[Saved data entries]
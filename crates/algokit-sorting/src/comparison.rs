//! In-place comparison sorts.
//!
//! Every sort here leaves the slice in the same order as `slice::sort`;
//! `insertion_sort` and `merge_sort` are also stable.

use std::cmp::Ordering;

/// Whether `values` is in non-decreasing order.
pub fn is_sorted<T: Ord>(values: &[T]) -> bool {
    values.windows(2).all(|pair| pair[0] <= pair[1])
}

// ============================================================================
// Insertion sort
// ============================================================================

/// Insertion sort. O(n²), but O(n) on nearly sorted input.
pub fn insertion_sort<T: Ord>(values: &mut [T]) {
    for i in 1..values.len() {
        let mut j = i;
        while j > 0 && values[j - 1] > values[j] {
            values.swap(j - 1, j);
            j -= 1;
        }
    }
}

// ============================================================================
// Merge sort
// ============================================================================

/// Top-down merge sort with one scratch buffer. O(n log n), stable.
pub fn merge_sort<T: Ord + Clone>(values: &mut [T]) {
    if values.len() <= 1 {
        return;
    }
    let mut scratch = values.to_vec();
    merge_sort_into(&mut scratch, values);
}

/// Sort `dst` using `src` (holding the same elements) as scratch space.
fn merge_sort_into<T: Ord + Clone>(src: &mut [T], dst: &mut [T]) {
    let len = dst.len();
    if len <= 1 {
        return;
    }
    let mid = len / 2;
    // Sort each half of `src` (with `dst` as scratch), then merge into `dst`.
    {
        let (src_left, src_right) = src.split_at_mut(mid);
        let (dst_left, dst_right) = dst.split_at_mut(mid);
        merge_sort_into(dst_left, src_left);
        merge_sort_into(dst_right, src_right);
    }
    merge(&src[..mid], &src[mid..], dst);
}

fn merge<T: Ord + Clone>(left: &[T], right: &[T], out: &mut [T]) {
    let (mut i, mut j) = (0, 0);
    for slot in out.iter_mut() {
        // `<=` keeps equal elements in their original order.
        if j >= right.len() || (i < left.len() && left[i] <= right[j]) {
            *slot = left[i].clone();
            i += 1;
        } else {
            *slot = right[j].clone();
            j += 1;
        }
    }
}

// ============================================================================
// Quick sort
// ============================================================================

/// Quick sort with a median-of-three pivot and three-way partitioning.
/// O(n log n) expected, and linear on runs of equal values.
///
/// Recurses into the smaller side and loops on the larger one, so the stack
/// depth stays O(log n).
pub fn quick_sort<T: Ord>(values: &mut [T]) {
    let mut rest = values;
    while rest.len() > 1 {
        let current = std::mem::take(&mut rest);
        let (lt, gt) = partition(current);
        let (left, tail) = current.split_at_mut(lt);
        let right = &mut tail[gt - lt..];
        if left.len() < right.len() {
            quick_sort(left);
            rest = right;
        } else {
            quick_sort(right);
            rest = left;
        }
    }
}

/// Partition into `< pivot`, `== pivot` and `> pivot` blocks, returning the
/// bounds `(lt, gt)` of the middle block.
fn partition<T: Ord>(values: &mut [T]) -> (usize, usize) {
    let last = values.len() - 1;
    let mid = last / 2;
    if values[mid] < values[0] {
        values.swap(mid, 0);
    }
    if values[last] < values[0] {
        values.swap(last, 0);
    }
    if values[last] < values[mid] {
        values.swap(last, mid);
    }
    values.swap(0, mid);

    // values[..lt] < pivot, values[lt..i] == pivot, values[gt..] > pivot.
    // The pivot itself always sits at values[lt].
    let (mut lt, mut i, mut gt) = (0, 1, values.len());
    while i < gt {
        match values[i].cmp(&values[lt]) {
            Ordering::Less => {
                values.swap(lt, i);
                lt += 1;
                i += 1;
            }
            Ordering::Greater => {
                gt -= 1;
                values.swap(i, gt);
            }
            Ordering::Equal => i += 1,
        }
    }
    (lt, gt)
}

// ============================================================================
// Heap sort
// ============================================================================

/// Heap sort on an implicit binary max-heap. O(n log n), no extra memory.
pub fn heap_sort<T: Ord>(values: &mut [T]) {
    let len = values.len();
    for i in (0..len / 2).rev() {
        sift_down(values, i, len);
    }
    for end in (1..len).rev() {
        values.swap(0, end);
        sift_down(values, 0, end);
    }
}

fn sift_down<T: Ord>(values: &mut [T], mut root: usize, len: usize) {
    loop {
        let mut largest = root;
        let (left, right) = (2 * root + 1, 2 * root + 2);
        if left < len && values[left] > values[largest] {
            largest = left;
        }
        if right < len && values[right] > values[largest] {
            largest = right;
        }
        if largest == root {
            return;
        }
        values.swap(root, largest);
        root = largest;
    }
}
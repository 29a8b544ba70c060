//! Precondition checks shared by the algorithm crates.
//!
//! Each helper returns `Ok(())` when the precondition holds and the matching
//! [`Error`] variant otherwise, so callers can validate with `?` before
//! touching their inputs.

use crate::{Error, Result};

/// Check that a paired sequence has the same length as its partner.
///
/// `what` names the sequence being checked (e.g. `"weights"`).
///
/// # Examples
///
/// ```
/// use algokit_core::validate::same_len;
///
/// assert!(same_len("weights", 3, 3).is_ok());
/// assert!(same_len("weights", 3, 2).is_err());
/// ```
pub fn same_len(what: &'static str, expected: usize, actual: usize) -> Result<()> {
    if expected == actual {
        Ok(())
    } else {
        Err(Error::LengthMismatch {
            what,
            expected,
            actual,
        })
    }
}

/// Check that `index` addresses an element of a collection of length `len`.
pub fn index(index: usize, len: usize) -> Result<()> {
    if index < len {
        Ok(())
    } else {
        Err(Error::IndexOutOfRange { index, len })
    }
}

/// Check that the inclusive range `start..=end` lies within `0..len`.
///
/// Bounds are checked before ordering, so an out-of-range `end` reports
/// `IndexOutOfRange` even when `end < start`.
///
/// # Examples
///
/// ```
/// use algokit_core::{validate::inclusive_range, Error};
///
/// assert!(inclusive_range(1, 3, 5).is_ok());
/// assert!(matches!(
///     inclusive_range(3, 1, 5),
///     Err(Error::InvalidRange { start: 3, end: 1 })
/// ));
/// ```
pub fn inclusive_range(start: usize, end: usize, len: usize) -> Result<()> {
    index(start, len)?;
    index(end, len)?;
    if end < start {
        return Err(Error::InvalidRange { start, end });
    }
    Ok(())
}

/// Check that a slice holds at least `min` elements.
pub fn min_len(what: &str, len: usize, min: usize) -> Result<()> {
    if len >= min {
        Ok(())
    } else {
        Err(Error::invalid_input(format!(
            "{what} must contain at least {min} elements, got {len}"
        )))
    }
}
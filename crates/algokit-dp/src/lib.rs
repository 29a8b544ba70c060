//! Algokit DP — dynamic programming over capacities and strings.
//!
//! - [`knapsack`]: 0/1 and unbounded knapsack with the chosen items
//! - [`strings`]: longest common subsequence and substring, edit distance,
//!   longest increasing subsequence

pub mod knapsack;
pub mod strings;

mod proptests;

pub use knapsack::{
    Knapsack, MAX_TABLE_CELLS, UnboundedKnapsack, knapsack_with_repetition,
    knapsack_without_repetition,
};
pub use strings::{
    edit_distance, longest_common_subsequence, longest_common_substring,
    longest_increasing_subsequence,
};
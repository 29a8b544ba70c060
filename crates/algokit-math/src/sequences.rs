//! Integer sequences.
//!
//! Fibonacci numbers here start from `1, 1`, so `fibonacci(0) == 1` and
//! `fibonacci(5) == 8`.

use algokit_core::{Error, Result};

/// Iterator over the Fibonacci numbers `1, 1, 2, 3, 5, ...`.
///
/// Ends after the last value that fits in a `u128` instead of overflowing.
#[derive(Clone, Debug)]
pub struct Fibonacci {
    current: Option<u128>,
    next: Option<u128>,
}

impl Fibonacci {
    /// Starts the sequence at its first term.
    pub fn new() -> Self {
        Self {
            current: Some(1),
            next: Some(1),
        }
    }
}

impl Default for Fibonacci {
    fn default() -> Self {
        Self::new()
    }
}

impl Iterator for Fibonacci {
    type Item = u128;

    fn next(&mut self) -> Option<u128> {
        let value = self.current?;
        let following = self.next.and_then(|next| next.checked_add(value));
        self.current = self.next;
        self.next = following;
        Some(value)
    }
}

/// The `n`th Fibonacci number, counting from `fibonacci(0) == 1`.
///
/// Computed iteratively in O(n). Returns `Overflow` from `n = 186` on, where
/// the value no longer fits in a `u128`.
///
/// ```
/// use algokit_math::fibonacci;
///
/// let first: Vec<u128> = (0..8).map(|n| fibonacci(n).unwrap()).collect();
/// assert_eq!(first, vec![1, 1, 2, 3, 5, 8, 13, 21]);
/// ```
pub fn fibonacci(n: usize) -> Result<u128> {
    Fibonacci::new()
        .nth(n)
        .ok_or_else(|| Error::overflow("fibonacci"))
}
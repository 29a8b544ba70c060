//! Closest pairs and hulls over the same point sets.

use algokit_geometry::{Point, closest_pair, convex_hull};

fn circle(n: usize, radius: f64) -> Vec<Point> {
    (0..n)
        .map(|i| {
            let angle = std::f64::consts::TAU * i as f64 / n as f64;
            Point::new(radius * angle.cos(), radius * angle.sin())
        })
        .collect()
}

#[test]
fn test_every_point_of_a_circle_is_on_its_hull() {
    let points = circle(24, 10.0);
    assert_eq!(convex_hull(&points).len(), 24);
}

#[test]
fn test_center_point_is_inside_the_hull() {
    let mut points = circle(12, 5.0);
    points.push(Point::new(0.0, 0.0));
    let hull = convex_hull(&points);
    assert_eq!(hull.len(), 12);
    assert!(!hull.contains(&Point::new(0.0, 0.0)));
}

#[test]
fn test_closest_pair_on_a_grid_with_a_perturbed_point() {
    let mut points: Vec<Point> = (0..10)
        .flat_map(|x| (0..10).map(move |y| Point::new(f64::from(x) * 3.0, f64::from(y) * 3.0)))
        .collect();
    points.push(Point::new(12.5, 13.0));

    let (a, b) = closest_pair(&points).unwrap();
    assert_eq!(b, Point::new(12.5, 13.0));
    assert_eq!(a, Point::new(12.0, 12.0));
}

#[test]
fn test_hull_of_points_loaded_from_json() {
    let json = r#"[{"x": 0, "y": 0}, {"x": 5, "y": 0}, {"x": 5, "y": 5}, {"x": 2, "y": 2}]"#;
    let points: Vec<Point> = serde_json::from_str(json).unwrap();
    assert_eq!(convex_hull(&points).len(), 3);
}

**TO DO:** From the data above, output only the lines between the line containing "pub fn insertion_sort<T: Ord>(values: &mut" and the line containing "stays O(log n).", inclusive, exactly as written.

**EXERCISE ANSWER:**
pub fn insertion_sort<T: Ord>(values: &mut [T]) {
    for i in 1..values.len() {
        let mut j = i;
        while j > 0 && values[j - 1] > values[j] {
            values.swap(j - 1, j);
            j -= 1;
        }
    }
}

// ============================================================================
// Merge sort
// ============================================================================

/// Top-down merge sort with one scratch buffer. O(n log n), stable.
pub fn merge_sort<T: Ord + Clone>(values: &mut [T]) {
    if values.len() <= 1 {
        return;
    }
    let mut scratch = values.to_vec();
    merge_sort_into(&mut scratch, values);
}

/// Sort `dst` using `src` (holding the same elements) as scratch space.
fn merge_sort_into<T: Ord + Clone>(src: &mut [T], dst: &mut [T]) {
    let len = dst.len();
    if len <= 1 {
        return;
    }
    let mid = len / 2;
    // Sort each half of `src` (with `dst` as scratch), then merge into `dst`.
    {
        let (src_left, src_right) = src.split_at_mut(mid);
        let (dst_left, dst_right) = dst.split_at_mut(mid);
        merge_sort_into(dst_left, src_left);
        merge_sort_into(dst_right, src_right);
    }
    merge(&src[..mid], &src[mid..], dst);
}

fn merge<T: Ord + Clone>(left: &[T], right: &[T], out: &mut [T]) {
    let (mut i, mut j) = (0, 0);
    for slot in out.iter_mut() {
        // `<=` keeps equal elements in their original order.
        if j >= right.len() || (i < left.len() && left[i] <= right[j]) {
            *slot = left[i].clone();
            i += 1;
        } else {
            *slot = right[j].clone();
            j += 1;
        }
    }
}

// ============================================================================
// Quick sort
// ============================================================================

/// Quick sort with a median-of-three pivot and three-way partitioning.
/// O(n log n) expected, and linear on runs of equal values.
///
/// Recurses into the smaller side and loops on the larger one, so the stack
/// depth stays O(log n).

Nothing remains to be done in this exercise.